I’ve written about the difficult challenges that America’s public research universities are facing before, here and here. Tyler Cowen and I began a conversation over lunch last week that extended to email about what’s really going on with this phenomenon. His viewpoint (and Tyler jump in if I’ve got you wrong on this) is that the growth of income inequality combined with the hollowing out of the middle class has seriously eroded the potential tuition base for these institutions. I agreed, noting that the explosive growth in these flagship publics coincided with the GI Bill and the growth of the middle class following  the Second World War.

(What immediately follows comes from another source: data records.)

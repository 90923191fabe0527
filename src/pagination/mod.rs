//! Pagination: orderings, cursors, interpretation of connection arguments and
//! assembly of fetched rows into pages.

pub mod cursor;
pub mod interpret;
pub mod ordering;
pub mod page;

pub use cursor::{cursor_to_offset, offset_to_cursor, Cursor};
pub use interpret::{interpret, Limit, PageArgs, Paging, PagingSettings};
pub use ordering::{Direction, Order, OrderColumn, SortSpec};
pub use page::{Edge, Page, PageInfo};
//! Per-subtree SQL fragments and their layout as one statement.

use std::collections::HashSet;

use super::Deferred;

/// Fragments produced by one subtree, merged into the parent's in child order.
#[derive(Debug, Default)]
pub(crate) struct Fragments {
    pub selections: Vec<String>,
    pub tables: Vec<String>,
    pub wheres: Vec<String>,
    pub orders: Vec<String>,
    pub deferred: Vec<Deferred>,
}

impl Fragments {
    pub fn append(&mut self, other: Fragments) {
        self.selections.extend(other.selections);
        self.tables.extend(other.tables);
        self.wheres.extend(other.wheres);
        self.orders.extend(other.orders);
        self.deferred.extend(other.deferred);
    }

    /// Lay the fragments out as a statement. Repeated selections are kept once.
    pub fn to_statement(&self) -> String {
        let mut seen = HashSet::new();
        let selections: Vec<&str> = self
            .selections
            .iter()
            .map(String::as_str)
            .filter(|s| seen.insert(*s))
            .collect();

        let mut sql = format!("SELECT\n  {}", selections.join(",\n  "));
        for table in &self.tables {
            sql.push('\n');
            sql.push_str(table);
        }
        if !self.wheres.is_empty() {
            sql.push_str("\nWHERE ");
            sql.push_str(&self.wheres.join(" AND "));
        }
        if !self.orders.is_empty() {
            sql.push_str("\nORDER BY ");
            sql.push_str(&self.orders.join(", "));
        }
        sql
    }
}
//! PostgreSQL.

use async_trait::async_trait;

use super::lateral::{self, LateralSyntax};
use super::{DialectModule, JoinKind, PagedSelect, PaginationRequest, Technique, TOTAL_COLUMN};
use crate::error::PlanResult;
use crate::plan::{BatchScope, Scalar};

#[derive(Debug, Clone, Copy, Default)]
pub struct Postgres;

#[async_trait]
impl DialectModule for Postgres {
    fn name(&self) -> &'static str {
        "pg"
    }

    fn quote(&self, identifier: &str) -> String {
        format!("\"{}\"", identifier)
    }

    fn composite_key(&self, table: &str, columns: &[String]) -> String {
        let keys: Vec<String> = columns
            .iter()
            .map(|c| format!("{}.{}", self.quote(table), self.quote(c)))
            .collect();
        format!("NULLIF(CONCAT({}), '')", keys.join(", "))
    }

    fn unlimited_limit(&self) -> String {
        "ALL".to_string()
    }

    fn supports(&self, _technique: Technique) -> bool {
        true
    }

    async fn handle_pagination_at_root(
        &self,
        req: &PaginationRequest<'_>,
    ) -> PlanResult<Vec<String>> {
        lateral::root(self, req).await
    }

    async fn handle_joined_one_to_many_paginated(
        &self,
        req: &PaginationRequest<'_>,
        join_condition: &str,
    ) -> PlanResult<Vec<String>> {
        lateral::joined_one_to_many(self, req, join_condition).await
    }

    async fn handle_joined_many_to_many_paginated(
        &self,
        req: &PaginationRequest<'_>,
        join_to_junction: &str,
        join_to_child: &str,
    ) -> PlanResult<Vec<String>> {
        lateral::joined_many_to_many(self, req, join_to_junction, join_to_child).await
    }

    async fn handle_batched_one_to_many_paginated(
        &self,
        req: &PaginationRequest<'_>,
        batch_scope: &BatchScope,
    ) -> PlanResult<Vec<String>> {
        lateral::batched_one_to_many(self, req, batch_scope).await
    }

    async fn handle_batched_many_to_many_paginated(
        &self,
        req: &PaginationRequest<'_>,
        batch_scope: &BatchScope,
        join_to_child: &str,
    ) -> PlanResult<Vec<String>> {
        lateral::batched_many_to_many(self, req, batch_scope, join_to_child).await
    }
}

impl LateralSyntax for Postgres {
    fn paged_select(&self, select: &PagedSelect<'_>) -> String {
        let alias = self.quote(select.alias);
        let columns = if select.with_total() {
            format!("{}.*, count(*) OVER () AS {}", alias, self.quote(TOTAL_COLUMN))
        } else {
            format!("{}.*", alias)
        };
        let limit = select.limit.render(self);
        let window = match select.offset {
            Some(offset) => format!("LIMIT {} OFFSET {}", limit, offset),
            None => format!("LIMIT {}", limit),
        };

        let mut body = vec![
            format!("  SELECT {}", columns),
            format!("  FROM {} {}", select.table, alias),
        ];
        if let Some(extra) = &select.extra_join {
            body.push(format!(
                "  LEFT JOIN {} {} ON {}",
                extra.table,
                self.quote(&extra.alias),
                extra.condition
            ));
        }
        body.push(format!("  WHERE {}", select.where_clause("TRUE")));
        body.push(format!("  ORDER BY {}", select.order.to_sql(|s| self.quote(s))));
        body.push(format!("  {}", window));
        let body = body.join("\n");

        match &select.join {
            Some((condition, kind)) => {
                let join = match kind {
                    JoinKind::Left => "LEFT JOIN LATERAL",
                    JoinKind::Inner => "JOIN LATERAL",
                };
                format!("{} (\n{}\n) {} ON {}", join, body, alias, condition)
            }
            None => format!("FROM (\n{}\n) {}", body, alias),
        }
    }

    fn batch_source(&self, scope: &BatchScope, parent_key: &str) -> (String, String) {
        let rows: Vec<String> = scope
            .values()
            .iter()
            .map(|v| format!("({})", self.literal(v)))
            .collect();
        let key = self.quote(parent_key);
        (
            format!("FROM (VALUES {}) temp({})", rows.join(", "), key),
            format!("temp.{}", key),
        )
    }

    fn batch_key_operand(&self, column: String, scope: &BatchScope) -> String {
        if scope.first().is_some_and(Scalar::is_string) {
            format!("CAST({} AS TEXT)", column)
        } else {
            column
        }
    }

    fn child_table_join(&self, table: &str, alias: &str, condition: &str) -> String {
        format!("LEFT JOIN {} AS {} ON {}", table, self.quote(alias), condition)
    }
}
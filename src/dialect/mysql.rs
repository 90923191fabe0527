//! MySQL before 8.0: quoting and keys only, no pagination.

use super::DialectModule;

#[derive(Debug, Clone, Copy, Default)]
pub struct MySql;

impl DialectModule for MySql {
    fn name(&self) -> &'static str {
        "mysql"
    }

    fn quote(&self, identifier: &str) -> String {
        format!("`{}`", identifier)
    }

    fn composite_key(&self, table: &str, columns: &[String]) -> String {
        let keys: Vec<String> = columns
            .iter()
            .map(|c| format!("{}.{}", self.quote(table), self.quote(c)))
            .collect();
        format!("CONCAT({})", keys.join(", "))
    }
}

What’s odd is that the conventional wisdom on this matter is quite different: that the enormous growth in federal R&D (Vannevar Bush’s legacy) fueled the golden age following the War. This viewpoint holds that the economic engine for the public research institutions was embodied in the growth of the National Institutes of Health and the National Science Foundation as they created first “Individual-PI science” and second big program science (like the polar programs and the big telescopes).

What is certainly true for the flagships is they are being squeezed from both ends–their tuition base is eroding while the Federal R&D bonanza has gone into a slow macro-decline. Add to that, the race to the bottom in state support and the student debt crisis and you have a recipe for bad times ahead.

So what to do?

I think many research publics are looking for their IP portfolios to save them (as in the Wisconsin WARF model), but the recent revisions to US patent law are creating challenges for patent defensive maneuvers. In any case, such strategies present real public relations difficulties for universities.

Others that are land-rich (as UC Irvine was in the 1960’s) may rightly attempt to generate long term new revenue streams from real estate. Stanford’s famous shopping center was an early successful example of this strategy.

Or…the public flagships may simply slowly decline, ceding the cutting-edge research space to the privates like Harvard, Stanford and Caltech, while they lower tuition to $10K/year and use MOOCS to reach out ever more to new pools of students. This may indeed happen (first in Texas). I hope it doesn’t. To me the integral linkage between research and teaching is absolutely central to national competitiveness.

So let’s find some creative ways to save the public research universities and implement them quickly.